MSREnet: A multi-channel-enhanced residual network for gear fault diagnosis under variable speed conditions
摘要
Planetary gearboxes, as critical components within rotating machinery transmission systems, often operate under extreme conditions with variable speeds and high loads. Over time, key parts may develop anomalies, leading to failures. Early-stage faults in planetary gearboxes are subtle and challenging to classify and diagnose accurately due to strong noise and random impacts in industrial settings. Recent studies have utilized signals from multiple sensors for fault diagnosis through multi-source information fusion. However, the credibility of classification results under variable speed conditions close to real equipment operation remains a complex issue. To address these challenges, a multi-channel-SCConv residual block (MSResBlock) has been developed for the diagnosis of planetary gearbox faults. This approach enables synchronous feature extraction from various signals to accurately identify fault types under complex variable speed conditions. Initially, a novel multi-channel-SCConv enhanced residual network was proposed, enhancing the network’s ability to integrate spatio-temporal features of different scales from various signals through MSResBlock.

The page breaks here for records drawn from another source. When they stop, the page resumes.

use std::collections::{BTreeMap, HashMap};
use std::sync::Arc;
use std::time::Duration;
use tokio::sync::RwLock;
use tracing::info;

#[derive(Debug, Clone, Default)]
pub struct ApiMetrics {
    pub total_requests: u64,
    pub successful_requests: u64,
    pub failed_requests: u64,
    pub average_response_time: Duration,
    pub requests_by_endpoint: HashMap<String, EndpointMetrics>,
}

#[derive(Debug, Clone)]
pub struct EndpointMetrics {
    pub request_count: u64,
    pub success_count: u64,
    pub error_count: u64,
    pub total_response_time: Duration,
    pub min_response_time: Duration,
    pub max_response_time: Duration,
    pub status_codes: BTreeMap<u16, u64>,
    pub errors_by_type: BTreeMap<String, u64>,
}

/// One finished request. `endpoint` is the endpoint kind (`catalog`,
/// `thread`, `archive`), not the full path.
#[derive(Debug, Clone)]
pub struct RequestMetrics {
    pub endpoint: String,
    pub status_code: Option<u16>,
    pub response_time: Duration,
    pub success: bool,
    pub error_type: Option<String>,
}

impl EndpointMetrics {
    fn new() -> Self {
        Self {
            request_count: 0,
            success_count: 0,
            error_count: 0,
            total_response_time: Duration::from_millis(0),
            min_response_time: Duration::from_secs(u64::MAX),
            max_response_time: Duration::from_millis(0),
            status_codes: BTreeMap::new(),
            errors_by_type: BTreeMap::new(),
        }
    }

    fn update(&mut self, metrics: &RequestMetrics) {
        self.request_count += 1;
        self.total_response_time += metrics.response_time;

        if metrics.response_time < self.min_response_time {
            self.min_response_time = metrics.response_time;
        }
        if metrics.response_time > self.max_response_time {
            self.max_response_time = metrics.response_time;
        }

        if let Some(code) = metrics.status_code {
            *self.status_codes.entry(code).or_insert(0) += 1;
        }

        if metrics.success {
            self.success_count += 1;
        } else {
            self.error_count += 1;
            let kind = metrics.error_type.as_deref().unwrap_or("unknown");
            *self.errors_by_type.entry(kind.to_string()).or_insert(0) += 1;
        }
    }

    pub fn average_response_time(&self) -> Duration {
        if self.request_count == 0 {
            Duration::from_millis(0)
        } else {
            self.total_response_time / self.request_count as u32
        }
    }

    pub fn success_rate(&self) -> f64 {
        if self.request_count == 0 {
            0.0
        } else {
            self.success_count as f64 / self.request_count as f64
        }
    }

    fn summary(&self, endpoint: &str) -> String {
        let mut line = format!(
            "{}: {} requests, {:.0}% ok, avg {}ms (min {}ms, max {}ms)",
            endpoint,
            self.request_count,
            self.success_rate() * 100.0,
            self.average_response_time().as_millis(),
            self.min_response_time.as_millis(),
            self.max_response_time.as_millis()
        );

        if !self.status_codes.is_empty() {
            let codes: Vec<String> = self
                .status_codes
                .iter()
                .map(|(code, count)| format!("{}={}", code, count))
                .collect();
            line.push_str(&format!(", status {}", codes.join(" ")));
        }
        if !self.errors_by_type.is_empty() {
            let errors: Vec<String> = self
                .errors_by_type
                .iter()
                .map(|(kind, count)| format!("{}={}", kind, count))
                .collect();
            line.push_str(&format!(", errors {}", errors.join(" ")));
        }
        line
    }
}

impl ApiMetrics {
    /// One line per endpoint, sorted by endpoint name.
    pub fn endpoint_summaries(&self) -> Vec<String> {
        let mut endpoints: Vec<(&String, &EndpointMetrics)> =
            self.requests_by_endpoint.iter().collect();
        endpoints.sort_by(|a, b| a.0.cmp(b.0));
        endpoints
            .into_iter()
            .map(|(endpoint, metrics)| metrics.summary(endpoint))
            .collect()
    }

    pub fn log_summary(&self) {
        if self.total_requests == 0 {
            return;
        }
        info!(
            "API requests: {} total, {} ok, {} failed, avg {}ms",
            self.total_requests,
            self.successful_requests,
            self.failed_requests,
            self.average_response_time.as_millis()
        );
        for line in self.endpoint_summaries() {
            info!("  {}", line);
        }
    }
}

#[derive(Debug)]
pub struct MetricsCollector {
    metrics: Arc<RwLock<ApiMetrics>>,
}

impl MetricsCollector {
    pub fn new() -> Self {
        Self {
            metrics: Arc::new(RwLock::new(ApiMetrics::default())),
        }
    }

    pub async fn record_request(&self, request_metrics: RequestMetrics) {
        let mut metrics = self.metrics.write().await;

        metrics.total_requests += 1;

        if request_metrics.success {
            metrics.successful_requests += 1;
        } else {
            metrics.failed_requests += 1;
        }

        // Running mean over all requests
        let total_time = metrics.average_response_time * (metrics.total_requests - 1) as u32
            + request_metrics.response_time;
        metrics.average_response_time = total_time / metrics.total_requests as u32;

        metrics
            .requests_by_endpoint
            .entry(request_metrics.endpoint.clone())
            .or_insert_with(EndpointMetrics::new)
            .update(&request_metrics);
    }

    pub async fn get_metrics(&self) -> ApiMetrics {
        self.metrics.read().await.clone()
    }
}

impl Default for MetricsCollector {
    fn default() -> Self {
        Self::new()
    }
}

A planetary gearbox test rig simulating a production environment was designed, and several experiments were conducted to verify the accuracy and stability of the proposed network. The results demonstrate that the network achieves high classification accuracy and stability on test rig datasets under two types of operating conditions. Results indicated that the network achieved a classification accuracy of 100 % under constant speed conditions and 99 % under variable speeds. In noise resistance tests, it consistently outperformed all comparative methods across various noise intensities, demonstrating excellent noise robustness.